Michael Mann’s Thief (1981), his feature film debut, is having a moment. It was mentioned in “One Last Job” (a recent episode of Poker Face that focused on an aspiring filmmaker) and a track from the movie’s score, by Tangerine Dream, was featured prominently in the opening episode (“Groundhogs”) of the latest season of The Bear. The latter makes particular sense, since both the movie and the show are based in Chicago. The Bear team knows what it’s doing, in that the track used in the episode, “Diamond Diary,” is buried under a lot of dialogue, which is true to how Mann’s movie, even when a scene was free of actors speaking, generally mixed the music with a lot of diegetic sound.  

On the Line: CSE, Lockwood, Surveillance

Some favorite recent writing

▰ Whale of a Time:

“You ever hear about the loneliest whale in the world? Whales have songs, right? They sing to each other, and the songs are at, like, 160 MHz, something like that. I forget the specifics, but they’re all within that range, yet there’s this one whale who sings at, like, 50 MHz. No one knows why. But none of the other whales can hear him. So he just goes around singing, and the other whales don’t even know he’s there.”
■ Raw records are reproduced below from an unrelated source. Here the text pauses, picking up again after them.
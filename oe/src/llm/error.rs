//! LLM transport error types

use std::time::Duration;
use thiserror::Error;

/// Errors that can occur while talking to the language backend
#[derive(Debug, Error)]
pub enum LlmError {
    #[error("rate limited, retry after {retry_after:?}")]
    RateLimited { retry_after: Duration },

    #[error("API error {status}: {message}")]
    Api { status: u16, message: String },

    #[error("network error: {0}")]
    Network(#[from] reqwest::Error),

    #[error("timeout after {0:?}")]
    Timeout(Duration),

    #[error("malformed reply: {0}")]
    Malformed(String),

    #[error("JSON error: {0}")]
    Json(#[from] serde_json::Error),
}

impl LlmError {
    /// Whether retrying the same request could plausibly succeed
    pub fn is_retryable(&self) -> bool {
        match self {
            LlmError::RateLimited { .. } => true,
            LlmError::Api { status, .. } => *status >= 500,
            LlmError::Network(_) => true,
            LlmError::Timeout(_) => true,
            LlmError::Malformed(_) => false,
            LlmError::Json(_) => false,
        }
    }

    /// Server-suggested backoff, when the backend provided one
    pub fn retry_after(&self) -> Option<Duration> {
        match self {
            LlmError::RateLimited { retry_after } => Some(*retry_after),
            _ => None,
        }
    }
}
That is Agent Copano (voice: Joseph Lee Anderson) in the animated series Common Side Effects (season 1, episode 7, “Blowfish,” written by Karey Dornetto), from Joseph Bennett, one of the two creators of the fantastic Scavengers Reign, and Steve Hely. This moment occurs right after Copano’s newly assigned partner turns off the car radio and says, “I don’t like music. It’s distracting.” Copano misses his previous partner, Agent Harrington, with whom he’d often listen to music while on stakeouts. Fortunately, unlike Scavengers ReignCommon Side Effects was renewed for a second season.

. . .

▰ Locked In:

“I am seeking ways to recognize that we are part of that world, not dominant and not separate. And sound is so powerful for that. It affects our blood pressure and muscle tension. You can’t control it.”
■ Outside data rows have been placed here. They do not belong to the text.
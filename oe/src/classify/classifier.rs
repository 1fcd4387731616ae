//! RequestClassifier - LLM-backed intent classification with typed fallback
//!
//! One completion call with the fixed six-type taxonomy prompt, strict JSON
//! parsed out of the reply. Every failure mode (transport, fences, bad type
//! string, truncated JSON) collapses to the same documented default:
//! `single_item`, confidence 0, needs_clarification. This function never
//! returns an error.

use std::sync::Arc;

use serde::Deserialize;
use tracing::{debug, warn};

use crate::llm::{CompletionRequest, LlmClient, LlmError, extract_json_block};
use crate::prompts::{PromptRegistry, embedded};

use super::keywords;
use super::types::{ExtractedEntities, RequestClassification, RequestKind};

/// Max tokens for a classification reply; the JSON is small
const CLASSIFY_MAX_TOKENS: u32 = 1024;

/// Wire shape of the backend's classification JSON
#[derive(Debug, Deserialize)]
struct ClassificationOutput {
    request_type: String,
    #[serde(default)]
    confidence: f32,
    #[serde(default)]
    garments: Vec<String>,
    #[serde(default)]
    colors: Vec<String>,
    #[serde(default)]
    brands: Vec<String>,
    #[serde(default)]
    layering_keywords: Vec<String>,
    #[serde(default)]
    removal_keywords: Vec<String>,
    #[serde(default)]
    replacement_keywords: Vec<String>,
    #[serde(default)]
    needs_clarification: bool,
}

impl ClassificationOutput {
    fn into_classification(self) -> Result<RequestClassification, LlmError> {
        let kind = match self.request_type.as_str() {
            "complete_outfit" => RequestKind::CompleteOutfit,
            "single_item" => RequestKind::SingleItem,
            "attribute_modification" => RequestKind::AttributeModification,
            "style_mood" => RequestKind::StyleMood,
            "layering" => RequestKind::Layering,
            "removal" => RequestKind::Removal,
            other => {
                return Err(LlmError::Malformed(format!("unknown request_type: {other}")));
            }
        };

        Ok(RequestClassification {
            kind,
            confidence: self.confidence.clamp(0.0, 1.0),
            entities: ExtractedEntities {
                garments: self.garments,
                colors: self.colors,
                brands: self.brands,
                layering_keywords: self.layering_keywords,
                removal_keywords: self.removal_keywords,
                replacement_keywords: self.replacement_keywords,
            },
            needs_clarification: self.needs_clarification,
        })
    }
}

/// LLM-backed request classifier
pub struct RequestClassifier {
    llm: Arc<dyn LlmClient>,
    prompts: PromptRegistry,
}

impl RequestClassifier {
    pub fn new(llm: Arc<dyn LlmClient>, prompts: PromptRegistry) -> Self {
        Self { llm, prompts }
    }

    /// Classify a styling request
    ///
    /// Infallible by contract: backend or parse failure degrades to
    /// [`RequestClassification::fallback`]. The local keyword scans are
    /// merged into the entities on both paths.
    pub async fn classify(&self, message: &str, history: &[String]) -> RequestClassification {
        let mut classification = match self.try_classify(message, history).await {
            Ok(c) => {
                debug!(kind = %c.kind, confidence = c.confidence, "classify: backend result");
                c
            }
            Err(e) => {
                warn!(error = %e, "classify: degrading to fallback classification");
                RequestClassification::fallback()
            }
        };

        merge_keywords(&mut classification.entities.layering_keywords, keywords::scan_layering(message));
        merge_keywords(&mut classification.entities.removal_keywords, keywords::scan_removal(message));
        merge_keywords(
            &mut classification.entities.replacement_keywords,
            keywords::scan_replacement(message),
        );

        classification
    }

    async fn try_classify(&self, message: &str, history: &[String]) -> Result<RequestClassification, LlmError> {
        let user = self
            .prompts
            .render_classifier_user(message, history)
            .map_err(|e| LlmError::Malformed(e.to_string()))?;

        let request = CompletionRequest::single(embedded::CLASSIFIER_SYSTEM, user, CLASSIFY_MAX_TOKENS);
        let response = self.llm.complete(request).await?;

        let text = response
            .content
            .ok_or_else(|| LlmError::Malformed("empty classification reply".to_string()))?;
        let json = extract_json_block(&text)
            .ok_or_else(|| LlmError::Malformed("no JSON in classification reply".to_string()))?;

        let output: ClassificationOutput = serde_json::from_str(json)?;
        output.into_classification()
    }
}

/// Union new keyword hits into the existing list, preserving order
fn merge_keywords(existing: &mut Vec<String>, scanned: Vec<String>) {
    for kw in scanned {
        if !existing.contains(&kw) {
            existing.push(kw);
        }
    }
}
That is composer Annea Lockwood, profiled in The New York Times by Joshua Barone.

. . .

▰ Mic Drop:

“Some of the conversations inside the embassy were picked up by bugs. The various branches of British security, sometimes unaware of one another’s activities, devoted much effort and ingenuity to inserting tiny microphones through the 22-inch-thick wall of the embassy and the 15-inch wall of the building next door. This required drilling holes by hand through granite and dense Victorian brick to avoid making a sound likely to alert the gunmen to what was going on. Fake roadworks were staged outside, to hide the noise of the drill. The aim was to come out behind an electric socket, so that the microphone would be hidden behind a piece of plastic. In the event, the field telephone which had been given to the gunmen for communications with the police, and which contained a permanently active bug, appears to have been the most useful listening device.

That is Patrick Cockburn in the London Review of Books summarizing information from Ben Macintyre’s book The Siege: The Remarkable Story of the Greatest SAS Hostage Drama.